Los muslos le ardían al igual que el bendito fundillo, los huesos le crujían y el pecho se le enrojeció, las manos le picaban tras los apretones a estas, un insistente palpitar se albergaba en su cabeza y la semilla se escurría en el cobertor. El clímax solo era un vástago de lo que un orgasmo podía proliferar en el cuerpo de un amante; porque esa última noche estaba cargada de tensión y una incomodidad iracunda, de parte de Bolívar como de Santander. Los besos nunca llegaron a belfos y las mordidas fueron protagonistas, las embestidas no rozaron con parsimonia y los comentarios cuál lengua viperina pudrieron lo poco que olía bien.

— ¿Recuperando fuerzas? ¿Para qué? —una fuerte exhalación produjo— Por los vientos que soplan lo que quieres es librarte de mí. Ya lo demostraste con Páez.


— No hay necesidad de sacar ese tema a relucir —la mirada del generalísimo cayó en él. Porqué sí Bolívar deseaba la libertad la obtendría a toda costa, aunque tuviera que morir y matar, aunque tuviera que coronarse como un solo sol que gobernase a dichosa libertad—, sabes muy bien que para completar ideas grandes hay que hacer sacrificios aún más grandes. Pero todo se puede caer en un segundo si el corazón se interpone, porque él no tiene uso de razón.


— ¿Y eso le da el derecho a encaminarnos por estos senderos empedrados?.

Simón ladeo débilmente los labios, una morisqueta que guardaba más de una palabra y pensar, ¿Iba a terminal mal? Si, así sería su final. Pero por lo menos tenía la esperanza de que su sueño o mensaje llegase un poco lejos, aunque se lleve con él un pedazo de José.
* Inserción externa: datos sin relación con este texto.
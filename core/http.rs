use crate::error::Result;
use std::time::Duration;

/// Minimal response surface the pipeline needs: a status code and a body.
#[derive(Debug, Clone)]
pub struct HttpResponse {
    pub status: u16,
    pub body: String,
}

impl HttpResponse {
    pub fn is_success(&self) -> bool {
        (200..300).contains(&self.status)
    }
}

/// Blocking HTTP capability used by the GitHub and URL fetchers. The
/// pipeline is synchronous per fetch invocation, so requests block.
pub trait HttpClient: Send + Sync {
    fn get(&self, url: &str, headers: &[(String, String)]) -> Result<HttpResponse>;
}

/// Production client backed by reqwest.
pub struct ReqwestClient {
    inner: reqwest::blocking::Client,
}

impl ReqwestClient {
    pub fn new() -> Result<Self> {
        let inner = reqwest::blocking::Client::builder()
            .timeout(Duration::from_secs(30))
            .build()?;
        Ok(Self { inner })
    }
}

impl HttpClient for ReqwestClient {
    fn get(&self, url: &str, headers: &[(String, String)]) -> Result<HttpResponse> {
        log::debug!("GET {}", url);
        let mut request = self.inner.get(url);
        for (name, value) in headers {
            request = request.header(name.as_str(), value.as_str());
        }
        let response = request.send()?;
        let status = response.status().as_u16();
        let body = response.text()?;
        log::trace!("GET {} -> {} ({} bytes)", url, status, body.len());
        Ok(HttpResponse { status, body })
    }
}

#[cfg(test)]
pub(crate) mod test_support {
    use super::*;
    use crate::error::AppError;
    use std::collections::HashMap;
    use std::sync::Mutex;

    /// Records every request and serves canned responses keyed by URL.
    pub struct MockHttpClient {
        responses: HashMap<String, HttpResponse>,
        pub calls: Mutex<Vec<(String, Vec<(String, String)>)>>,
        fail_unknown: bool,
    }

    impl MockHttpClient {
        pub fn new() -> Self {
            Self {
                responses: HashMap::new(),
                calls: Mutex::new(Vec::new()),
                fail_unknown: false,
            }
        }

        pub fn respond(mut self, url: &str, status: u16, body: &str) -> Self {
            self.responses.insert(
                url.to_string(),
                HttpResponse {
                    status,
                    body: body.to_string(),
                },
            );
            self
        }

        /// Unknown URLs produce a transport error instead of a 404.
        pub fn failing_unknown(mut self) -> Self {
            self.fail_unknown = true;
            self
        }

        pub fn call_count(&self) -> usize {
            self.calls.lock().unwrap().len()
        }
    }

    impl HttpClient for MockHttpClient {
        fn get(&self, url: &str, headers: &[(String, String)]) -> Result<HttpResponse> {
            self.calls
                .lock()
                .unwrap()
                .push((url.to_string(), headers.to_vec()));
            match self.responses.get(url) {
                Some(response) => Ok(response.clone()),
                None if self.fail_unknown => {
                    Err(AppError::Http(format!("connection refused: {url}")))
                }
                None => Ok(HttpResponse {
                    status: 404,
                    body: "not found".to_string(),
                }),
            }
        }
    }
}
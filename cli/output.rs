use anyhow::{Context, Result};
use colored::*;
use std::fs;
use std::io::{self, Write};
use std::path::Path;

/// Write the generated document to a file or stdout.
pub fn write_output(content: &str, target: Option<&Path>, quiet: bool) -> Result<()> {
    match target {
        Some(path) => {
            if let Some(parent) = path.parent() {
                if !parent.as_os_str().is_empty() && !parent.exists() {
                    fs::create_dir_all(parent).with_context(|| {
                        format!("Failed to create output directory {}", parent.display())
                    })?;
                }
            }
            fs::write(path, content)
                .with_context(|| format!("Failed to write output to {}", path.display()))?;
            if !quiet {
                println!(
                    "{} Context document saved to: {}",
                    "✅".green(),
                    path.display().to_string().blue()
                );
            }
        }
        None => {
            let stdout = io::stdout();
            let mut handle = stdout.lock();
            handle
                .write_all(content.as_bytes())
                .context("Failed writing document to stdout")?;
            handle.flush().context("Failed flushing stdout")?;
        }
    }
    Ok(())
}
use clap::{ArgAction, Parser, ValueEnum};
use std::path::PathBuf;

#[derive(ValueEnum, Debug, Clone, Copy, PartialEq)]
pub enum RenderFormat {
    Markdown,
    Text,
}

#[derive(Parser, Debug)]
#[command(
    name = "ctxgen",
    version,
    about = "Aggregate local files, GitHub repositories and URLs into a single context document"
)]
pub struct Cli {
    #[arg(
        short = 'c',
        long = "config",
        help = "Path to the source configuration file (YAML, JSON or TOML).",
        value_name = "FILE",
        default_value = "ctxgen.yaml"
    )]
    pub config: PathBuf,

    #[arg(
        short = 'o',
        long = "output",
        help = "Write the generated document to FILE instead of stdout.",
        value_name = "FILE"
    )]
    pub output: Option<PathBuf>,

    #[arg(
        long = "tags",
        help = "Only fetch sources carrying at least one of these tags (comma separated).",
        value_name = "TAG",
        value_delimiter = ','
    )]
    pub tags: Vec<String>,

    #[arg(
        long = "format",
        help = "Renderer used for the generated document.",
        value_enum,
        default_value_t = RenderFormat::Markdown
    )]
    pub format: RenderFormat,

    #[arg(long, help = "Fetch independent sources in parallel.")]
    pub parallel: bool,

    #[arg(
        short,
        long,
        action = ArgAction::Count,
        help = "Increase logging verbosity (-v info, -vv debug, -vvv trace)."
    )]
    pub verbose: u8,

    #[arg(short, long, help = "Suppress all non-error output.")]
    pub quiet: bool,
}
— No Francisquito —maldijo en silencio cuando trató de acomodarse la camisa y un corrientazo le sacudió la espalda baja, a la luz de la mecha sus vistas seguían deambulando lastimosas—, no tengo el derecho, pero sí ese es mi deber lo ejecutaré.

¿Perder un buen amante? A perdido muchos. Pero en el interior el dolor era distinto, porque perdía a un compañero junto con una nación, y no volverían a él. Así como en junio se perdía el oro de los araguaneyes.